- _Work instructions_
Below is a block of entries; repeat exactly the lines starting at the line that contains "#[derive(Clone, Debug, PartialEq, Eq, Serialize, Deserialize)]" and ending at the line that contains "override config values.", both included.

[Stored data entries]
[Start of section]

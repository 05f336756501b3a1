//! # oru-config
//!
//! Layered configuration for oru: built-in defaults, then `oru.toml` in the project root, then
//! `ORU_*` environment variables.

#![cfg_attr(not(test), warn(unused_crate_dependencies))]

#[macro_use]
extern crate tracing;

use figment::{
    Figment, Metadata, Profile, Provider,
    providers::{Env, Format, Serialized, Toml},
    value::{Dict, Map},
};
use oru_core::{TargetLibrary, constants::DEFAULT_CONTRACT_NAME};
use serde::{Deserialize, Serialize};
use std::path::{Path, PathBuf};

mod error;
pub use error::{ExtractConfigError, FAILED_TO_EXTRACT_CONFIG, OruConfigError};

/// oru's configuration.
#[derive(Clone, Debug, PartialEq, Eq, Serialize, Deserialize)]
pub struct Config {
    /// The project root. Always the directory the config was loaded for.
    #[serde(skip)]
    pub root: PathBuf,
    /// Library snippets are generated for when none is requested.
    pub library: TargetLibrary,
    /// Where scanned contracts are stored, relative to `root` unless absolute.
    pub store_dir: PathBuf,
    /// Network label given to scanned contracts by default.
    pub network: String,
    /// Display name given to scanned contracts by default.
    pub name: String,
    /// Whether highlighted code gets a line number gutter.
    pub line_numbers: bool,
}

impl Config {
    /// Name of the config file looked up in the project root.
    pub const FILE_NAME: &'static str = "oru.toml";

    /// Prefix of the environment variables that override config values.
    pub const ENV_PREFIX: &'static str = "ORU_";

    /// Loads the config for `root`.
    pub fn load_with_root(root: impl AsRef<Path>) -> Result<Self, ExtractConfigError> {
        let root = root.as_ref();
        let figment = Self::figment_with_root(root);
        trace!(metadata = ?figment.metadata().collect::<Vec<_>>(), "loading config");
        let mut config = Self::try_from(figment)?;
        config.root = root.to_path_buf();
        Ok(config)
    }

    /// Extracts a config from `provider`.
    pub fn try_from<T: Provider>(provider: T) -> Result<Self, ExtractConfigError> {
        Figment::from(provider).extract().map_err(ExtractConfigError::new)
    }

    /// Returns the figment used to load the config for `root`.
    pub fn figment_with_root(root: impl AsRef<Path>) -> Figment {
        let root = root.as_ref();
        Figment::from(Self::with_root(root))
            .merge(Toml::file(root.join(Self::FILE_NAME)))
            .merge(Env::prefixed(Self::ENV_PREFIX).ignore(&["debug"]))
    }

    /// Returns the default config for `root`.
    pub fn with_root(root: impl Into<PathBuf>) -> Self {
        Self { root: root.into(), ..Default::default() }
    }

    /// Returns the store directory, resolved against the root.
    pub fn store_path(&self) -> PathBuf {
        if self.store_dir.is_absolute() {
            self.store_dir.clone()
        } else {
            self.root.join(&self.store_dir)
        }
    }
}

impl Default for Config {
    fn default() -> Self {
        Self {
            root: PathBuf::from("."),
            library: TargetLibrary::default(),
            store_dir: PathBuf::from(".oru").join("contracts"),
            network: oru_core::constants::NETWORKS[0].to_string(),
            name: DEFAULT_CONTRACT_NAME.to_string(),
            line_numbers: true,
        }
    }
}

impl Provider for Config {
    fn metadata(&self) -> Metadata {
        Metadata::named("oru defaults")
    }

    fn data(&self) -> Result<Map<Profile, Dict>, figment::Error> {
        Serialized::defaults(self).data()
    }
}

#[cfg(test)]
mod tests {
    use super::*;
    use figment::Jail;
    use similar_asserts::assert_eq;

    #[test]
    fn defaults() {
        Jail::expect_with(|jail| {
            let config = Config::load_with_root(jail.directory()).unwrap();
            assert_eq!(config, Config::with_root(jail.directory()));
            assert_eq!(config.library, TargetLibrary::Wagmi);
            assert_eq!(config.network, "Ethereum Mainnet");
            assert_eq!(config.name, "Lensed Artifact");
            assert!(config.line_numbers);
            assert_eq!(config.store_path(), jail.directory().join(".oru").join("contracts"));
            Ok(())
        });
    }

    #[test]
    fn reads_toml() {
        Jail::expect_with(|jail| {
            jail.create_file(
                "oru.toml",
                r#"
                library = "viem"
                network = "Base"
                store_dir = "artifacts"
                line_numbers = false
            "#,
            )?;
            let config = Config::load_with_root(jail.directory()).unwrap();
            assert_eq!(config.library, TargetLibrary::Viem);
            assert_eq!(config.network, "Base");
            assert_eq!(config.name, "Lensed Artifact");
            assert!(!config.line_numbers);
            assert_eq!(config.store_path(), jail.directory().join("artifacts"));
            Ok(())
        });
    }

    #[test]
    fn env_overrides_toml() {
        Jail::expect_with(|jail| {
            jail.create_file("oru.toml", r#"library = "viem""#)?;
            jail.set_env("ORU_LIBRARY", "ethers");
            jail.set_env("ORU_NAME", "Vault");
            jail.set_env("ORU_DEBUG", "1");
            let config = Config::load_with_root(jail.directory()).unwrap();
            assert_eq!(config.library, TargetLibrary::Ethers);
            assert_eq!(config.name, "Vault");
            Ok(())
        });
    }

    #[test]
    fn absolute_store_dir() {
        Jail::expect_with(|jail| {
            let abs = jail.directory().join("elsewhere");
            jail.set_env("ORU_STORE_DIR", abs.display());
            let config = Config::load_with_root(jail.directory().join("project")).unwrap();
            assert_eq!(config.store_path(), abs);
            Ok(())
        });
    }

    #[test]
    fn labels_toml_errors() {
        Jail::expect_with(|jail| {
            jail.create_file("oru.toml", r#"library = "web3""#)?;
            let err = Config::load_with_root(jail.directory()).unwrap_err();
            let msg = err.to_string();
            assert!(msg.starts_with(FAILED_TO_EXTRACT_CONFIG), "{msg}");
            assert!(msg.contains("oru.toml error"), "{msg}");
            assert!(msg.contains("for setting `library`"), "{msg}");
            Ok(())
        });
    }
}
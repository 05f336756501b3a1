use std::path::Path;
use tracing_subscriber::{EnvFilter, fmt};

/// Initializes a tracing subscriber for logging to stderr, filtered by `RUST_LOG`.
pub fn subscriber() {
    fmt().with_env_filter(EnvFilter::from_default_env()).with_writer(std::io::stderr).init();
}

/// Loads `.env` from `root` and from the current directory, if they exist.
///
/// Values that are already set in the environment win.
pub fn load_dotenv(root: &Path) {
    let load = |dir: &Path| {
        if let Ok(path) = dotenvy::from_path(dir.join(".env")).map(|()| dir.join(".env")) {
            trace!(?path, "loaded .env");
        }
    };
    load(root);
    if let Ok(cwd) = std::env::current_dir()
        && cwd != root
    {
        load(&cwd);
    }
}

/// Enables terminal colors when the terminal supports them.
pub fn enable_paint() {
    let enable = yansi::Condition::os_support() && yansi::Condition::tty_and_color_live();
    yansi::whenever(yansi::Condition::cached(enable));
}
use super::ShellOptions;
use clap::{Parser, ValueHint};
use eyre::Result;
use oru_config::Config;
use std::path::PathBuf;

/// Options shared by every command.
#[derive(Clone, Debug, Default, Parser)]
pub struct GlobalOpts {
    #[command(flatten)]
    pub shell: ShellOptions,

    /// The project root holding `oru.toml`.
    ///
    /// Defaults to the current directory.
    #[arg(long, global = true, value_hint = ValueHint::DirPath, value_name = "DIR")]
    pub root: Option<PathBuf>,
}

impl GlobalOpts {
    /// Returns the project root.
    pub fn root(&self) -> Result<PathBuf> {
        match &self.root {
            Some(root) => Ok(root.clone()),
            None => Ok(std::env::current_dir()?),
        }
    }

    /// Applies the shell options and loads `.env` files.
    pub fn init(&self) -> Result<()> {
        self.shell.apply();
        crate::utils::load_dotenv(&self.root()?);
        Ok(())
    }

    /// Loads the config for the project root.
    pub fn load_config(&self) -> Result<Config> {
        let config = Config::load_with_root(self.root()?)?;
        trace!(?config, "loaded config");
        Ok(config)
    }
}

#[cfg(test)]
mod tests {
    use super::*;

    #[test]
    fn loads_config_from_root() {
        let dir = tempfile::tempdir().unwrap();
        std::fs::write(dir.path().join("oru.toml"), "network = \"Optimism\"\n").unwrap();
        let opts = GlobalOpts::parse_from(["oru", "--root", dir.path().to_str().unwrap()]);
        assert_eq!(opts.root().unwrap(), dir.path());
        let config = opts.load_config().unwrap();
        assert_eq!(config.network, "Optimism");
        assert_eq!(config.store_path(), dir.path().join(".oru/contracts"));
    }

    #[test]
    fn parses_shell_options() {
        let opts = GlobalOpts::parse_from(["oru", "-q", "--color", "never"]);
        assert!(opts.shell.quiet);
        assert_eq!(opts.shell.color, crate::opts::ColorChoice::Never);
        assert!(opts.root.is_none());
    }
}
//! # oru-cli
//!
//! Common CLI utilities.

#![cfg_attr(not(test), warn(unused_crate_dependencies))]

#[macro_use]
extern crate tracing;

pub mod handler;
pub mod opts;
pub mod shell;
pub mod stdin;
pub mod utils;
use std::{
    io,
    path::{Path, PathBuf},
};

/// An IO error paired with the path it happened on.
#[derive(Debug, thiserror::Error)]
pub enum FsPathError {
    #[error("failed to read from {path:?}: {source}")]
    Read { source: io::Error, path: PathBuf },
    #[error("failed to write to {path:?}: {source}")]
    Write { source: io::Error, path: PathBuf },
    #[error("failed to create file {path:?}: {source}")]
    CreateFile { source: io::Error, path: PathBuf },
    #[error("failed to open file {path:?}: {source}")]
    Open { source: io::Error, path: PathBuf },
    #[error("failed to create dir {path:?}: {source}")]
    CreateDir { source: io::Error, path: PathBuf },
    #[error("failed to read dir {path:?}: {source}")]
    ReadDir { source: io::Error, path: PathBuf },
    #[error("failed to remove file {path:?}: {source}")]
    RemoveFile { source: io::Error, path: PathBuf },
    #[error("failed to deserialize JSON from {path:?}: {source}")]
    ReadJson { source: serde_json::Error, path: PathBuf },
    #[error("failed to serialize JSON to {path:?}: {source}")]
    WriteJson { source: serde_json::Error, path: PathBuf },
}

impl FsPathError {
    pub fn read(source: io::Error, path: impl Into<PathBuf>) -> Self {
        Self::Read { source, path: path.into() }
    }

    pub fn write(source: io::Error, path: impl Into<PathBuf>) -> Self {
        Self::Write { source, path: path.into() }
    }

    pub fn create_file(source: io::Error, path: impl Into<PathBuf>) -> Self {
        Self::CreateFile { source, path: path.into() }
    }

    pub fn open(source: io::Error, path: impl Into<PathBuf>) -> Self {
        Self::Open { source, path: path.into() }
    }

    pub fn create_dir(source: io::Error, path: impl Into<PathBuf>) -> Self {
        Self::CreateDir { source, path: path.into() }
    }

    pub fn read_dir(source: io::Error, path: impl Into<PathBuf>) -> Self {
        Self::ReadDir { source, path: path.into() }
    }

    pub fn remove_file(source: io::Error, path: impl Into<PathBuf>) -> Self {
        Self::RemoveFile { source, path: path.into() }
    }

    /// Returns the path the error happened on.
    pub fn path(&self) -> &Path {
        match self {
            Self::Read { path, .. }
            | Self::Write { path, .. }
            | Self::CreateFile { path, .. }
            | Self::Open { path, .. }
            | Self::CreateDir { path, .. }
            | Self::ReadDir { path, .. }
            | Self::RemoveFile { path, .. }
            | Self::ReadJson { path, .. }
            | Self::WriteJson { path, .. } => path,
        }
    }
}
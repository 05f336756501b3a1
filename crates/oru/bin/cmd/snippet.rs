use clap::{Parser, ValueHint};
use eyre::{OptionExt, Result};
use oru_cli::{opts::GlobalOpts, stdin};
use oru_core::{AbiItem, Classification, generate_named, parse_abi};
use std::path::PathBuf;

/// CLI arguments for `oru snippet`.
#[derive(Clone, Debug, Parser)]
pub struct SnippetArgs {
    /// The name of the function or event.
    item: String,

    /// A stored contract id.
    #[arg(long, required_unless_present = "abi", conflicts_with_all = ["abi", "address"])]
    id: Option<String>,

    /// Path to an ABI JSON instead of a stored contract, `-` for stdin.
    #[arg(long, value_hint = ValueHint::FilePath, value_name = "PATH", requires = "address")]
    abi: Option<PathBuf>,

    /// The contract address used with `--abi`.
    #[arg(long, short)]
    address: Option<String>,

    /// The library to generate the snippet for: wagmi, ethers or viem.
    ///
    /// Defaults to the configured library.
    #[arg(long, short)]
    library: Option<String>,
}

impl SnippetArgs {
    pub fn run(self, global: &GlobalOpts) -> Result<()> {
        let config = global.load_config()?;
        let library = self.library.unwrap_or_else(|| config.library.id().to_string());

        let (address, abi) = match (self.id, self.abi) {
            (Some(id), _) => {
                let record = super::load_record(&config, &id)?;
                (record.address, record.abi)
            }
            (None, path) => {
                let abi = parse_abi(&stdin::read_path_or_stdin(path.as_deref())?)?;
                (self.address.unwrap_or_default(), abi)
            }
        };

        let item = find_item(&abi, &self.item)
            .ok_or_eyre(format!("no function or event named `{}`", self.item))?;
        println!("{}", generate_named(&library, &address, item));
        Ok(())
    }
}

/// Returns the first function or event called `name`.
fn find_item<'a>(abi: &'a [AbiItem], name: &str) -> Option<&'a AbiItem> {
    abi.iter().find(|item| {
        item.name.as_deref() == Some(name) && Classification::of(item) != Classification::Unsupported
    })
}
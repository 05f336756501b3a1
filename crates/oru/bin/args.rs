use crate::cmd::{
    highlight::HighlightArgs, list::ListArgs, remove::RemoveArgs, scan::ScanArgs,
    snippet::SnippetArgs, view::ViewArgs,
};
use clap::{Parser, Subcommand};
use oru_cli::opts::GlobalOpts;

/// Turn contract ABIs into ready-to-paste wagmi, ethers.js and viem snippets.
#[derive(Debug, Parser)]
#[command(name = "oru", version, next_display_order = None)]
pub struct Oru {
    #[command(flatten)]
    pub global: GlobalOpts,

    #[command(subcommand)]
    pub cmd: OruSubcommand,
}

#[derive(Debug, Subcommand)]
pub enum OruSubcommand {
    /// Parse an ABI and store it as a contract.
    #[command(visible_alias = "s")]
    Scan(ScanArgs),

    /// List stored contracts.
    #[command(visible_alias = "ls")]
    List(ListArgs),

    /// Show the functions and events of a stored contract with their snippets.
    #[command(visible_alias = "v")]
    View(ViewArgs),

    /// Print the snippet for a single function or event.
    #[command(visible_alias = "sn")]
    Snippet(SnippetArgs),

    /// Highlight JavaScript or TypeScript source.
    #[command(visible_alias = "hl")]
    Highlight(HighlightArgs),

    /// Print the known network labels.
    Networks,

    /// Delete a stored contract.
    #[command(visible_alias = "rm")]
    Remove(RemoveArgs),

    /// Generate shell completions script.
    #[command(visible_alias = "com")]
    Completions {
        #[arg(value_enum)]
        shell: clap_complete::Shell,
    },
}
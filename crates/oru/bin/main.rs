#[macro_use]
extern crate tracing;

use clap::{CommandFactory, Parser};
use eyre::Result;
use oru_cli::{handler, shell, utils};

mod args;
mod cmd;

use args::{Oru, OruSubcommand};

fn main() {
    if let Err(err) = run() {
        shell::error(format_args!("{err:?}"));
        std::process::exit(1);
    }
}

fn run() -> Result<()> {
    handler::install();
    utils::subscriber();
    utils::enable_paint();

    let args = Oru::parse();
    args.global.init()?;
    trace!(?args, "parsed arguments");

    match args.cmd {
        OruSubcommand::Scan(cmd) => cmd.run(&args.global),
        OruSubcommand::List(cmd) => cmd.run(&args.global),
        OruSubcommand::View(cmd) => cmd.run(&args.global),
        OruSubcommand::Snippet(cmd) => cmd.run(&args.global),
        OruSubcommand::Highlight(cmd) => cmd.run(&args.global),
        OruSubcommand::Networks => {
            for network in oru_core::constants::NETWORKS {
                println!("{network}");
            }
            Ok(())
        }
        OruSubcommand::Remove(cmd) => cmd.run(&args.global),
        OruSubcommand::Completions { shell } => {
            clap_complete::generate(shell, &mut Oru::command(), "oru", &mut std::io::stdout());
            Ok(())
        }
    }
}
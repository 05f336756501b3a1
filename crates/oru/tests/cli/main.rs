//! Contains various tests for checking oru commands

use oru_test_utils::{TestCommand, orutest, str};

mod highlight;
mod snippet;

const USDT: &str = "0xdAC17F958D2ee523a2206206994597C13D831ec7";

/// Stores the demo contract and returns its id.
fn scan_demo(cmd: &mut TestCommand) -> String {
    let id = cmd.fuse().args(["scan", "--demo"]).stdout_lossy();
    cmd.fuse();
    id.trim().to_string()
}

// tests `--help` is printed to stdout
orutest!(print_help, |_prj, cmd| {
    let out = cmd.arg("--help").stdout_lossy();
    assert!(out.contains("Usage: oru"), "{out}");
    assert!(out.contains("snippet"), "{out}");
});

// tests that the network labels are printed in order
orutest!(networks, |_prj, cmd| {
    cmd.arg("networks").assert_success().stdout_eq(str![[r#"
Ethereum Mainnet
Sepolia Testnet
Polygon Mainnet
Arbitrum One
Optimism
Base
Avalanche C-Chain

"#]]);
});

// tests that a scanned demo contract can be viewed
orutest!(scan_demo_then_view, |prj, cmd| {
    prj.write_config("line_numbers = false\n");
    let id = scan_demo(&mut cmd);
    assert_eq!(prj.stored_files().len(), 1);
    assert!(prj.stored_files()[0].ends_with(format!("oru-contract-{id}.json")));

    let out = cmd.args(["view", &id]).stdout_lossy();
    assert_eq!(
        out,
        format!(
            r#"Lensed Artifact
  Address: {USDT}
  Network: Ethereum Mainnet
  Library: wagmi

Read (1) | Write (1) | Events (1)

Read Functions
Query state without gas costs

balanceOf [Read] view
  account: address
  Provider: Global JSON-RPC | Execution: Query
import {{ useReadContract }} from 'wagmi'

const {{ data, isLoading }} = useReadContract({{
  address: '{USDT}',
  abi: [...], // Your Contract ABI here
  functionName: 'balanceOf',
  args: [""],
}})
"#
        )
    );
});

// tests the category, library and guide flags of `oru view`
orutest!(view_events_guide, |_prj, cmd| {
    let id = scan_demo(&mut cmd);

    let out = cmd.args(["view", &id, "--category", "events", "--guide"]).stdout_lossy();
    assert!(out.contains("\nEvents\nReal-time event listeners\n"), "{out}");
    assert!(out.contains("Transfer [Write] Standard"), "{out}");
    assert!(out.contains("  value: uint256"), "{out}");
    assert!(out.contains("  Event listeners are essential for UI reactivity."), "{out}");
    assert!(!out.contains("useWatchContractEvent"), "{out}");

    let out = cmd.fuse().args(["view", &id, "-c", "write", "-l", "viem"]).stdout_lossy();
    assert!(out.contains("Library: Viem"), "{out}");
    assert!(out.contains("transfer [Write] nonpayable"), "{out}");
    assert!(out.contains("client.writeContract({"), "{out}");
    assert!(out.contains(r#"args: ["", ""]"#), "{out}");
});

// tests that a search without matches prints `No results`
orutest!(view_no_results, |_prj, cmd| {
    let id = scan_demo(&mut cmd);
    let out = cmd.args(["view", &id, "--search", "approve"]).stdout_lossy();
    assert!(out.contains("Read (0) | Write (0) | Events (0)"), "{out}");
    assert!(out.ends_with("Query state without gas costs\n\nNo results\n"), "{out}");

    let out = cmd.fuse().args(["view", &id, "-s", "TRANS", "-c", "write"]).stdout_lossy();
    assert!(out.contains("Read (0) | Write (1) | Events (1)"), "{out}");
});

// tests that an unparsable ABI is rejected and nothing is stored
orutest!(scan_invalid_abi, |prj, cmd| {
    prj.create_file("bad.json", "{not json");
    let assert = cmd.args(["scan", "--address", USDT, "--abi", "bad.json"]).assert_failure();
    let stderr = String::from_utf8_lossy(&assert.get_output().stderr).into_owned();
    assert!(stderr.contains("ABI JSON format invalid"), "{stderr}");
    assert!(prj.stored_files().is_empty());
});

// tests that an ABI can be scanned from stdin and an invalid address is only a warning
orutest!(scan_stdin_artifact, |prj, cmd| {
    let artifact = r#"{"contractName":"Vault","abi":[{"type":"function","name":"deposit","inputs":[],"outputs":[],"stateMutability":"payable"}]}"#;
    let assert = cmd
        .args(["scan", "--address", "vault.eth", "--name", "Vault", "--network", "Base"])
        .stdin(artifact)
        .assert_success();
    let stderr = String::from_utf8_lossy(&assert.get_output().stderr).into_owned();
    assert!(stderr.contains("Warning: `vault.eth` is not a valid address"), "{stderr}");

    let records = cmd.fuse().args(["list", "--json"]).stdout_lossy();
    assert!(records.contains(r#""name": "Vault""#), "{records}");
    assert!(records.contains(r#""address": "vault.eth""#), "{records}");
    assert!(records.contains(r#""network": "Base""#), "{records}");
    assert_eq!(prj.stored_files().len(), 1);
});

// tests that `oru list` prints a table of stored contracts
orutest!(list_table, |_prj, cmd| {
    cmd.arg("list").assert_success().stdout_eq(str![[r#"
No contracts stored

"#]]);

    let id = scan_demo(&mut cmd);
    let out = cmd.args(["list", "--markdown"]).stdout_lossy();
    assert!(out.contains("| ID"), "{out}");
    assert!(out.contains(&id), "{out}");
    assert!(out.contains("Lensed Artifact"), "{out}");
    assert!(out.contains(USDT), "{out}");
});

// tests that removed contracts are gone
orutest!(remove_contract, |prj, cmd| {
    let id = scan_demo(&mut cmd);
    cmd.args(["remove", &id]).assert_success();
    assert!(prj.stored_files().is_empty());

    let assert = cmd.fuse().args(["view", &id]).assert_failure();
    let stderr = String::from_utf8_lossy(&assert.get_output().stderr).into_owned();
    assert!(stderr.contains(&format!("no contract with id `{id}`")), "{stderr}");

    cmd.fuse().args(["remove", &id]).assert_failure();
});

// tests that the store directory follows the config
orutest!(custom_store_dir, |prj, cmd| {
    prj.write_config("store_dir = \"abis\"\n");
    let id = scan_demo(&mut cmd);
    assert!(prj.root().join("abis").join(format!("oru-contract-{id}.json")).is_file());
});

// tests that a broken config is reported
orutest!(invalid_config, |prj, cmd| {
    prj.write_config("library = \"web3\"\n");
    let assert = cmd.arg("list").assert_failure();
    let stderr = String::from_utf8_lossy(&assert.get_output().stderr).into_owned();
    assert!(stderr.contains("oru.toml error"), "{stderr}");
});

// tests that completions are generated
orutest!(completions, |_prj, cmd| {
    let out = cmd.args(["completions", "bash"]).stdout_lossy();
    assert!(out.contains("oru"), "{out}");
});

[End of section]

- _Response for this exercise_
#[derive(Clone, Debug, PartialEq, Eq, Serialize, Deserialize)]
pub struct Config {
    /// The project root. Always the directory the config was loaded for.
    #[serde(skip)]
    pub root: PathBuf,
    /// Library snippets are generated for when none is requested.
    pub library: TargetLibrary,
    /// Where scanned contracts are stored, relative to `root` unless absolute.
    pub store_dir: PathBuf,
    /// Network label given to scanned contracts by default.
    pub network: String,
    /// Display name given to scanned contracts by default.
    pub name: String,
    /// Whether highlighted code gets a line number gutter.
    pub line_numbers: bool,
}

impl Config {
    /// Name of the config file looked up in the project root.
    pub const FILE_NAME: &'static str = "oru.toml";

    /// Prefix of the environment variables that override config values.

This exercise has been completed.